Lot Archive

Lot

№ 641 x

.

30 March 2011

Hammer Price:
£120

Memorial Plaque 1914-18 (Hubert Charlton Rome), very fine £100-120

Hubert Charlton Rome was born in October 1883, the son of Thomas Rome, J.P., of Charlton House, Charlton King’s, Cheltenham, and was educated at Cheltenham College and the R.M.C. Sandhurst, from which latter establishment he passed out with honours as Under Officer.

Gazetted as a 2nd Lieutenant, unattached, in January 1903, he went to India and was attached to the 2nd Battalion, King’s Royal Rifle Corps, prior to joining the Duke of Cambridge’s Own Infantry (Brownlow’s Punjabis) in April 1904. Advanced to Lieutenant one year later, he was seconded for service with the Khyber Rifles (Militia) in March 1909, in which capacity he remained employed until rejoining Brownlow’s Punjabis in March 1914, in the rank of Captain.

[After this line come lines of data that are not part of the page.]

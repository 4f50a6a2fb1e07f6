//! Live node tree with shared ownership.
//!
//! A [`NodeRef`] is a handle: cloning it never clones the node, and two handles are the
//! same node iff [`NodeRef::ptr_eq`] holds. Parents own their children; children keep a
//! weak back-reference to their parent.

use std::cell::{Ref, RefCell};
use std::fmt;
use std::rc::{Rc, Weak};

#[derive(Clone, Debug, PartialEq, Eq)]
pub enum NodeData {
    /// Detachable container of sibling nodes.
    Fragment,
    Element {
        name: String,
        attributes: Vec<(String, Option<String>)>,
    },
    Text(String),
    Comment(String),
}

#[derive(Clone, Copy, Debug, PartialEq, Eq)]
pub enum NodeKind {
    Fragment,
    Element,
    Text,
    Comment,
}

#[derive(Clone, Debug, PartialEq, Eq)]
pub enum DomError {
    /// The insertion would make a node its own ancestor, or the parent cannot hold children.
    HierarchyRequest,
    /// The node to replace has no parent to be replaced in.
    NotAChild,
}

impl fmt::Display for DomError {
    fn fmt(&self, f: &mut fmt::Formatter<'_>) -> fmt::Result {
        match self {
            DomError::HierarchyRequest => f.write_str("node cannot be inserted at this position"),
            DomError::NotAChild => f.write_str("node is not attached to a parent"),
        }
    }
}

impl std::error::Error for DomError {}

/// Event delivered to listeners registered with [`NodeRef::add_event_listener`].
pub struct Event {
    pub kind: String,
    pub target: NodeRef,
}

type Callback = Rc<dyn Fn(&Event)>;

struct Listener {
    kind: String,
    callback: Callback,
}

struct NodeCell {
    data: RefCell<NodeData>,
    parent: RefCell<Weak<NodeCell>>,
    children: RefCell<Vec<NodeRef>>,
    listeners: RefCell<Vec<Listener>>,
}

impl Drop for NodeCell {
    // Unlink uniquely owned descendants iteratively so deep trees don't exhaust the stack.
    fn drop(&mut self) {
        let mut pending = std::mem::take(self.children.get_mut());
        while let Some(child) = pending.pop() {
            if let Ok(mut cell) = Rc::try_unwrap(child.0) {
                pending.append(cell.children.get_mut());
            }
        }
    }
}

#[derive(Clone)]
pub struct NodeRef(Rc<NodeCell>);

impl NodeRef {
    fn new(data: NodeData) -> Self {
        NodeRef(Rc::new(NodeCell {
            data: RefCell::new(data),
            parent: RefCell::new(Weak::new()),
            children: RefCell::new(Vec::new()),
            listeners: RefCell::new(Vec::new()),
        }))
    }

    pub fn fragment() -> Self {
        Self::new(NodeData::Fragment)
    }

    pub fn element(name: &str) -> Self {
        Self::new(NodeData::Element {
            name: name.to_ascii_lowercase(),
            attributes: Vec::new(),
        })
    }

    pub fn element_with_attributes(name: &str, attributes: Vec<(String, Option<String>)>) -> Self {
        Self::new(NodeData::Element {
            name: name.to_ascii_lowercase(),
            attributes,
        })
    }

    pub fn text(text: impl Into<String>) -> Self {
        Self::new(NodeData::Text(text.into()))
    }

    pub fn comment(text: impl Into<String>) -> Self {
        Self::new(NodeData::Comment(text.into()))
    }

    pub fn ptr_eq(&self, other: &NodeRef) -> bool {
        Rc::ptr_eq(&self.0, &other.0)
    }

    pub fn data(&self) -> Ref<'_, NodeData> {
        self.0.data.borrow()
    }

    pub fn kind(&self) -> NodeKind {
        match &*self.data() {
            NodeData::Fragment => NodeKind::Fragment,
            NodeData::Element { .. } => NodeKind::Element,
            NodeData::Text(_) => NodeKind::Text,
            NodeData::Comment(_) => NodeKind::Comment,
        }
    }

    pub fn is_element(&self) -> bool {
        self.kind() == NodeKind::Element
    }

    pub fn is_fragment(&self) -> bool {
        self.kind() == NodeKind::Fragment
    }

    pub fn is_text(&self) -> bool {
        self.kind() == NodeKind::Text
    }

    fn can_have_children(&self) -> bool {
        matches!(self.kind(), NodeKind::Fragment | NodeKind::Element)
    }

    pub fn tag_name(&self) -> Option<String> {
        match &*self.data() {
            NodeData::Element { name, .. } => Some(name.clone()),
            _ => None,
        }
    }

    pub fn has_tag_name(&self, tag: &str) -> bool {
        matches!(&*self.data(), NodeData::Element { name, .. } if name.eq_ignore_ascii_case(tag))
    }

    /// Value of the first attribute named `name`; `Some("")` for a valueless attribute.
    pub fn attribute(&self, name: &str) -> Option<String> {
        match &*self.data() {
            NodeData::Element { attributes, .. } => attributes
                .iter()
                .find(|(k, _)| k.eq_ignore_ascii_case(name))
                .map(|(_, v)| v.clone().unwrap_or_default()),
            _ => None,
        }
    }

    pub fn attribute_is(&self, name: &str, value: &str) -> bool {
        match &*self.data() {
            NodeData::Element { attributes, .. } => attributes
                .iter()
                .find(|(k, _)| k.eq_ignore_ascii_case(name))
                .is_some_and(|(_, v)| v.as_deref().unwrap_or("") == value),
            _ => false,
        }
    }

    /// Sets or replaces an attribute. No-op on non-element nodes.
    pub fn set_attribute(&self, name: &str, value: &str) {
        let mut data = self.0.data.borrow_mut();
        let NodeData::Element { attributes, .. } = &mut *data else {
            return;
        };
        let name = name.to_ascii_lowercase();
        match attributes.iter_mut().find(|(k, _)| *k == name) {
            Some((_, v)) => *v = Some(value.to_string()),
            None => attributes.push((name, Some(value.to_string()))),
        }
    }

    /// Replaces the text of a text or comment node. No-op on containers.
    pub fn set_text(&self, text: &str) {
        match &mut *self.0.data.borrow_mut() {
            NodeData::Text(t) | NodeData::Comment(t) => {
                t.clear();
                t.push_str(text);
            }
            NodeData::Fragment | NodeData::Element { .. } => {}
        }
    }

    pub fn parent(&self) -> Option<NodeRef> {
        self.0.parent.borrow().upgrade().map(NodeRef)
    }

    /// Snapshot of the child list; later mutations don't affect the returned vector.
    pub fn children(&self) -> Vec<NodeRef> {
        self.0.children.borrow().clone()
    }

    pub fn child_count(&self) -> usize {
        self.0.children.borrow().len()
    }

    pub fn first_child(&self) -> Option<NodeRef> {
        self.0.children.borrow().first().cloned()
    }

    pub fn element_children(&self) -> Vec<NodeRef> {
        self.0
            .children
            .borrow()
            .iter()
            .filter(|c| c.is_element())
            .cloned()
            .collect()
    }

    /// True if `other` is `self` or one of its descendants.
    pub fn contains(&self, other: &NodeRef) -> bool {
        let mut current = Some(other.clone());
        while let Some(node) = current {
            if node.ptr_eq(self) {
                return true;
            }
            current = node.parent();
        }
        false
    }

    /// Removes the node from its parent, if any.
    pub fn detach(&self) {
        let Some(parent) = self.parent() else {
            return;
        };
        parent
            .0
            .children
            .borrow_mut()
            .retain(|c| !c.ptr_eq(self));
        *self.0.parent.borrow_mut() = Weak::new();
    }

    /// Appends `child`, moving it out of any previous parent. Appending a fragment moves
    /// the fragment's children instead and leaves it empty.
    pub fn append_child(&self, child: &NodeRef) -> Result<(), DomError> {
        let moved = self.prepare_insert(child)?;
        for node in &moved {
            *node.0.parent.borrow_mut() = Rc::downgrade(&self.0);
        }
        self.0.children.borrow_mut().extend(moved);
        Ok(())
    }

    /// Replaces this node in its parent with `replacement`, which is moved rather than
    /// cloned. A fragment replacement splices in its children.
    pub fn replace_with(&self, replacement: &NodeRef) -> Result<(), DomError> {
        if replacement.ptr_eq(self) {
            return Ok(());
        }
        let parent = self.parent().ok_or(DomError::NotAChild)?;
        let moved = parent.prepare_insert(replacement)?;

        let mut children = parent.0.children.borrow_mut();
        let index = children
            .iter()
            .position(|c| c.ptr_eq(self))
            .ok_or(DomError::NotAChild)?;
        for node in &moved {
            *node.0.parent.borrow_mut() = Rc::downgrade(&parent.0);
        }
        children.splice(index..=index, moved);
        drop(children);

        *self.0.parent.borrow_mut() = Weak::new();
        Ok(())
    }

    /// Appends a freshly created, parentless node without hierarchy checks.
    pub(crate) fn push_new_child(&self, child: NodeRef) {
        debug_assert!(child.parent().is_none());
        *child.0.parent.borrow_mut() = Rc::downgrade(&self.0);
        self.0.children.borrow_mut().push(child);
    }

    /// Validates an insertion under `self` and detaches the nodes that will move.
    fn prepare_insert(&self, child: &NodeRef) -> Result<Vec<NodeRef>, DomError> {
        if !self.can_have_children() || child.contains(self) {
            return Err(DomError::HierarchyRequest);
        }
        if child.is_fragment() {
            let moved = std::mem::take(&mut *child.0.children.borrow_mut());
            for node in &moved {
                *node.0.parent.borrow_mut() = Weak::new();
            }
            return Ok(moved);
        }
        child.detach();
        Ok(vec![child.clone()])
    }

    /// Concatenated text of all descendant text nodes, in tree order.
    pub fn text_content(&self) -> String {
        if let NodeData::Text(text) | NodeData::Comment(text) = &*self.data() {
            return text.clone();
        }
        let mut out = String::new();
        let mut stack = self.children();
        stack.reverse();
        while let Some(node) = stack.pop() {
            if let NodeData::Text(text) = &*node.data() {
                out.push_str(text);
                continue;
            }
            let mut children = node.children();
            children.reverse();
            stack.extend(children);
        }
        out
    }

    pub fn add_event_listener(&self, kind: &str, callback: impl Fn(&Event) + 'static) {
        self.0.listeners.borrow_mut().push(Listener {
            kind: kind.to_string(),
            callback: Rc::new(callback),
        });
    }

    /// Invokes this node's listeners for `kind` in registration order; returns how many ran.
    pub fn dispatch_event(&self, kind: &str) -> usize {
        let callbacks: Vec<Callback> = self
            .0
            .listeners
            .borrow()
            .iter()
            .filter(|l| l.kind == kind)
            .map(|l| Rc::clone(&l.callback))
            .collect();
        let event = Event {
            kind: kind.to_string(),
            target: self.clone(),
        };
        for callback in &callbacks {
            callback(&event);
        }
        callbacks.len()
    }
}

impl fmt::Debug for NodeRef {
    fn fmt(&self, f: &mut fmt::Formatter<'_>) -> fmt::Result {
        match &*self.data() {
            NodeData::Fragment => write!(f, "#fragment({} children)", self.child_count()),
            NodeData::Element { name, .. } => {
                write!(f, "<{name}>({} children)", self.child_count())
            }
            NodeData::Text(text) => write!(f, "#text({text:?})"),
            NodeData::Comment(text) => write!(f, "#comment({text:?})"),
        }
    }
}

Rome was on leave in the U.K. at the time of the outbreak of hostilities, having married Doris, only child of the late W. S. Dykes, Writer to the Signet, and Mrs. Dykes, of Darnaconnar, Barrhill, Ayshire, in June 1914. One of 240 Indian Army officers detained for the New Army, he was appointed to the 9th Battalion, Essex Regiment, gazetted as a Temporary Major in October, and, shortly thereafter, ordered to France to replace casualties in the 129th Duke of Connaught’s Own Baluchis. And he was serving in that capacity when killed in action near Givenchy on 18 December 1914. He was 31 years of age and is buried in Beuvry Communal Cemetery.